Task details:
The word "written" may appear in some lines of the data; copy every such line.
========================================
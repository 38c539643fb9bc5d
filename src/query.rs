//! Structured queries handed to a `QueryExecutor`. Identifiers come from config only; values stay values.

use crate::config::Projection;
use crate::mapper::Row;
use serde_json::Value;

#[derive(Clone, Debug, PartialEq)]
pub enum Predicate {
    /// `column = value`; a JSON null means `column IS NULL`.
    Eq { column: String, value: Value },
    /// `column IN (values)`; an empty list matches nothing.
    In { column: String, values: Vec<Value> },
    /// Case-insensitive substring match of `term` against any of `columns`.
    Search { columns: Vec<String>, term: String },
}

impl Predicate {
    pub fn eq(column: &str, value: Value) -> Self {
        Predicate::Eq {
            column: column.to_string(),
            value,
        }
    }

    pub fn any_of(column: &str, values: Vec<Value>) -> Self {
        Predicate::In {
            column: column.to_string(),
            values,
        }
    }
}

/// Authorization predicates, kept apart from caller filters. Each scope owns one slot, so the order
/// in which scopes are applied cannot change the resulting query.
#[derive(Clone, Debug, Default, PartialEq)]
pub struct ScopeFilter {
    pub ownership: Option<Predicate>,
    pub warehouse: Option<Predicate>,
}

impl ScopeFilter {
    pub fn predicates(&self) -> impl Iterator<Item = &Predicate> {
        self.ownership.iter().chain(self.warehouse.iter())
    }

    pub fn is_empty(&self) -> bool {
        self.ownership.is_none() && self.warehouse.is_none()
    }
}

/// Queries that accept scope narrowing.
pub trait Scoped {
    fn scope_mut(&mut self) -> &mut ScopeFilter;
}

#[derive(Clone, Debug, PartialEq, Eq)]
pub struct OrderBy {
    pub column: String,
    pub descending: bool,
}

#[derive(Clone, Debug, PartialEq)]
pub struct SelectQuery {
    pub table: String,
    pub projection: Projection,
    pub predicates: Vec<Predicate>,
    pub scope: ScopeFilter,
    pub order: Vec<OrderBy>,
    pub limit: Option<u64>,
    pub offset: Option<u64>,
}

impl SelectQuery {
    pub fn new(table: &str, projection: Projection) -> Self {
        SelectQuery {
            table: table.to_string(),
            projection,
            predicates: Vec::new(),
            scope: ScopeFilter::default(),
            order: Vec::new(),
            limit: None,
            offset: None,
        }
    }

    pub fn filter(mut self, predicate: Predicate) -> Self {
        self.predicates.push(predicate);
        self
    }

    pub fn order_by(mut self, column: &str, descending: bool) -> Self {
        if !self.order.iter().any(|o| o.column == column) {
            self.order.push(OrderBy {
                column: column.to_string(),
                descending,
            });
        }
        self
    }

    pub fn limit(mut self, n: u64) -> Self {
        self.limit = Some(n);
        self
    }

    pub fn offset(mut self, n: u64) -> Self {
        self.offset = Some(n);
        self
    }

    /// Caller predicates followed by scope predicates; all AND-ed.
    pub fn all_predicates(&self) -> impl Iterator<Item = &Predicate> {
        self.predicates.iter().chain(self.scope.predicates())
    }
}

impl Scoped for SelectQuery {
    fn scope_mut(&mut self) -> &mut ScopeFilter {
        &mut self.scope
    }
}

#[derive(Clone, Debug, PartialEq)]
pub struct InsertQuery {
    pub table: String,
    /// Primary key column; stores that generate keys fill it when absent.
    pub key_column: String,
    pub values: Row,
    pub returning: Projection,
}

#[derive(Clone, Debug, PartialEq)]
pub struct UpdateQuery {
    pub table: String,
    pub key_column: String,
    pub key: Value,
    pub set: Row,
    pub scope: ScopeFilter,
    pub returning: Projection,
}

impl Scoped for UpdateQuery {
    fn scope_mut(&mut self) -> &mut ScopeFilter {
        &mut self.scope
    }
}

#[derive(Clone, Debug, PartialEq)]
pub struct DeleteQuery {
    pub table: String,
    pub key_column: String,
    pub key: Value,
    pub scope: ScopeFilter,
    pub returning: Projection,
}

impl Scoped for DeleteQuery {
    fn scope_mut(&mut self) -> &mut ScopeFilter {
        &mut self.scope
    }
}
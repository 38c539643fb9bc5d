//! Row <-> domain object mapping.

use crate::config::{KeyCase, MappingDecl};
use crate::error::AppError;
use serde_json::{Map, Value};
use std::collections::{HashMap, HashSet};
use std::fmt::Debug;

/// One store row keyed by column name.
pub type Row = Map<String, Value>;

/// Pure mapping between store rows and the domain objects a resource exposes.
/// `to_domain` must be total: missing optional columns never fail.
pub trait DomainMapper: Send + Sync + Debug {
    fn to_domain(&self, row: &Row) -> Value;

    /// Turn a create/patch payload into the column patch written to the store.
    fn from_input(&self, input: &Value) -> Result<Row, AppError>;

    /// Domain field name used for a column (relation rows and history rows go through this).
    fn field_name(&self, column: &str) -> String;
}

/// Config-driven mapper: explicit renames, then key case; server-managed columns are never written.
#[derive(Clone, Debug)]
pub struct FieldMapper {
    key_case: KeyCase,
    renames: HashMap<String, String>,
    reverse: HashMap<String, String>,
    server_managed: HashSet<String>,
}

impl FieldMapper {
    pub fn new(decl: &MappingDecl) -> Self {
        let server_managed = decl
            .server_managed
            .clone()
            .unwrap_or_else(|| vec!["created_at".into(), "updated_at".into()])
            .into_iter()
            .collect();
        let reverse = decl
            .field_renames
            .iter()
            .map(|(col, field)| (field.clone(), col.clone()))
            .collect();
        FieldMapper {
            key_case: decl.key_case,
            renames: decl.field_renames.clone(),
            reverse,
            server_managed,
        }
    }

    fn column_name(&self, field: &str) -> String {
        self.reverse
            .get(field)
            .cloned()
            .unwrap_or_else(|| self.key_case.column_for(field))
    }
}

impl Default for FieldMapper {
    fn default() -> Self {
        FieldMapper::new(&MappingDecl::default())
    }
}

impl DomainMapper for FieldMapper {
    fn to_domain(&self, row: &Row) -> Value {
        let mut out = Map::with_capacity(row.len());
        for (col, v) in row {
            out.insert(self.field_name(col), v.clone());
        }
        Value::Object(out)
    }

    fn from_input(&self, input: &Value) -> Result<Row, AppError> {
        let obj = input
            .as_object()
            .ok_or_else(|| AppError::Validation("body must be a JSON object".into()))?;
        let mut row = Row::new();
        for (field, v) in obj {
            let col = self.column_name(field);
            if self.server_managed.contains(&col) {
                continue;
            }
            row.insert(col, v.clone());
        }
        Ok(row)
    }

    fn field_name(&self, column: &str) -> String {
        self.renames
            .get(column)
            .cloned()
            .unwrap_or_else(|| self.key_case.field_for(column))
    }
}
//! Resource routes. The first path segment is a registry key (or alias) resolved per request.

use crate::handlers::resource::{create, delete as delete_handler, history, list, read, update};
use crate::state::AppState;
use axum::{routing::get, Router};

pub fn resource_routes(state: AppState) -> Router {
    Router::new()
        .route("/:resource", get(list).post(create))
        .route("/:resource/:id", get(read).patch(update).delete(delete_handler))
        .route("/:resource/:id/history", get(history))
        .with_state(state)
}
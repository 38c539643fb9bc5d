//! Config validation: key shape, identifier safety, and internal consistency.

use crate::config::{FullConfig, RelationDecl, ResourceDecl};
use crate::config::resolved::HISTORY_MAX_LIMIT;
use crate::error::ConfigError;
use regex::Regex;
use std::collections::HashSet;
use std::sync::OnceLock;

/// Longest accepted resource key or alias.
pub const MAX_KEY_LEN: usize = 64;

fn key_pattern() -> &'static Regex {
    static RE: OnceLock<Regex> = OnceLock::new();
    RE.get_or_init(|| Regex::new(r"^[A-Za-z0-9]+(?:[_\-.][A-Za-z0-9]+)*$").expect("static key pattern"))
}

fn column_pattern() -> &'static Regex {
    static RE: OnceLock<Regex> = OnceLock::new();
    RE.get_or_init(|| Regex::new(r"^[A-Za-z_][A-Za-z0-9_]*$").expect("static column pattern"))
}

fn table_pattern() -> &'static Regex {
    static RE: OnceLock<Regex> = OnceLock::new();
    RE.get_or_init(|| {
        Regex::new(r"^[A-Za-z_][A-Za-z0-9_]*(?:\.[A-Za-z_][A-Za-z0-9_]*)?$").expect("static table pattern")
    })
}

/// Basic shape check for resource keys: non-empty, bounded, alphanumeric segments joined by `_`, `-` or `.`.
pub fn is_valid_key(key: &str) -> bool {
    !key.is_empty() && key.len() <= MAX_KEY_LEN && key_pattern().is_match(key)
}

pub fn is_valid_column(name: &str) -> bool {
    column_pattern().is_match(name)
}

pub fn is_valid_table(name: &str) -> bool {
    table_pattern().is_match(name)
}

struct Check<'a> {
    resource: &'a str,
}

impl Check<'_> {
    fn column(&self, name: &str) -> Result<(), ConfigError> {
        if is_valid_column(name) {
            Ok(())
        } else {
            Err(self.bad(name))
        }
    }

    fn table(&self, name: &str) -> Result<(), ConfigError> {
        if is_valid_table(name) {
            Ok(())
        } else {
            Err(self.bad(name))
        }
    }

    fn projection(&self, list: &str) -> Result<(), ConfigError> {
        for col in list.split(',').map(str::trim).filter(|c| !c.is_empty()) {
            if col != "*" {
                self.column(col)?;
            }
        }
        Ok(())
    }

    fn bad(&self, ident: &str) -> ConfigError {
        ConfigError::InvalidIdentifier {
            resource: self.resource.to_string(),
            ident: ident.to_string(),
        }
    }

    fn invalid(&self, msg: &str) -> ConfigError {
        ConfigError::Validation(format!("resource '{}': {}", self.resource, msg))
    }
}

pub fn validate(config: &FullConfig) -> Result<(), ConfigError> {
    let mut keys = HashSet::new();
    for r in &config.resources {
        for key in std::iter::once(&r.key).chain(r.aliases.iter()) {
            if !is_valid_key(key) {
                return Err(ConfigError::InvalidKey(key.clone()));
            }
            if !keys.insert(key.as_str()) {
                return Err(ConfigError::DuplicateKey(key.clone()));
            }
        }
        validate_resource(r)?;
    }

    for (table, columns) in &config.column_types {
        let check = Check { resource: "column_types" };
        check.table(table)?;
        for col in columns.keys() {
            check.column(col)?;
        }
    }
    Ok(())
}

fn validate_resource(r: &ResourceDecl) -> Result<(), ConfigError> {
    let check = Check { resource: &r.key };
    check.table(&r.table)?;
    if let Some(t) = &r.base_table {
        check.table(t)?;
    }
    check.column(&r.primary_key)?;
    if r.select_columns.trim().is_empty() {
        return Err(check.invalid("select_columns must not be empty"));
    }
    check.projection(&r.select_columns)?;
    for c in &r.search_columns {
        check.column(c)?;
    }
    if let Some(s) = &r.default_sort {
        check.column(&s.column)?;
    }
    if let Some(c) = &r.active_flag_column {
        check.column(c)?;
    } else if r.soft_delete {
        return Err(check.invalid("soft_delete requires active_flag_column"));
    }
    for col in r.mapping.field_renames.keys() {
        check.column(col)?;
    }
    if let Some(s) = &r.ownership_scope {
        check.column(&s.column)?;
    }
    if let Some(s) = &r.warehouse_scope {
        check.column(&s.column)?;
    }

    let mut names = HashSet::new();
    for rel in &r.relations {
        if !names.insert(rel.name()) {
            return Err(check.invalid(&format!("duplicate relation '{}'", rel.name())));
        }
        validate_relation(&check, rel)?;
    }

    if let Some(h) = &r.history {
        if let Some(t) = &h.source.table_or_view {
            check.table(t)?;
        }
        if let Some(c) = &h.source.id_column {
            check.column(c)?;
        }
        check.column(&h.source.anchor_column)?;
        if h.projection.columns.is_empty() {
            return Err(check.invalid("history projection needs at least one column"));
        }
        for c in &h.projection.columns {
            check.column(c)?;
        }
        check.column(&h.projection.order_by)?;
        if let Some(c) = &h.timestamp_column {
            check.column(c)?;
        }
        for lookup in h.actor.iter().chain(h.location.iter()) {
            check.column(&lookup.column)?;
            check.table(&lookup.table)?;
            check.column(&lookup.key_column)?;
            check.column(&lookup.label_column)?;
        }
        if let Some(limit) = h.limit {
            if limit == 0 || limit > HISTORY_MAX_LIMIT {
                return Err(check.invalid(&format!("history limit must be within 1..={}", HISTORY_MAX_LIMIT)));
            }
        }
    }
    Ok(())
}

fn validate_relation(check: &Check<'_>, rel: &RelationDecl) -> Result<(), ConfigError> {
    match rel {
        RelationDecl::ManyToMany {
            junction_table,
            junction_parent_column,
            junction_child_column,
            target_table,
            target_key,
            target_columns,
            resolve_as,
            ..
        } => {
            check.table(junction_table)?;
            check.column(junction_parent_column)?;
            check.column(junction_child_column)?;
            check.column(target_key)?;
            check.projection(target_columns)?;
            match target_table {
                Some(t) => check.table(t)?,
                None if *resolve_as == crate::config::ResolveAs::Objects => {
                    return Err(check.invalid(&format!("relation '{}' resolves objects but has no target_table", rel.name())));
                }
                None => {}
            }
        }
        RelationDecl::OneToMany {
            target_table,
            foreign_key,
            parent_key,
            target_columns,
            order_by,
            ..
        } => {
            check.table(target_table)?;
            check.column(foreign_key)?;
            if let Some(p) = parent_key {
                check.column(p)?;
            }
            check.projection(target_columns)?;
            if let Some(o) = order_by {
                check.column(&o.column)?;
            }
        }
        RelationDecl::ManyToOne {
            local_key,
            target_table,
            target_key,
            target_columns,
            ..
        } => {
            check.column(local_key)?;
            check.table(target_table)?;
            check.column(target_key)?;
            check.projection(target_columns)?;
        }
    }
    Ok(())
}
========================================
Result below:
    /// Turn a create/patch payload into the column patch written to the store.
/// Config-driven mapper: explicit renames, then key case; server-managed columns are never written.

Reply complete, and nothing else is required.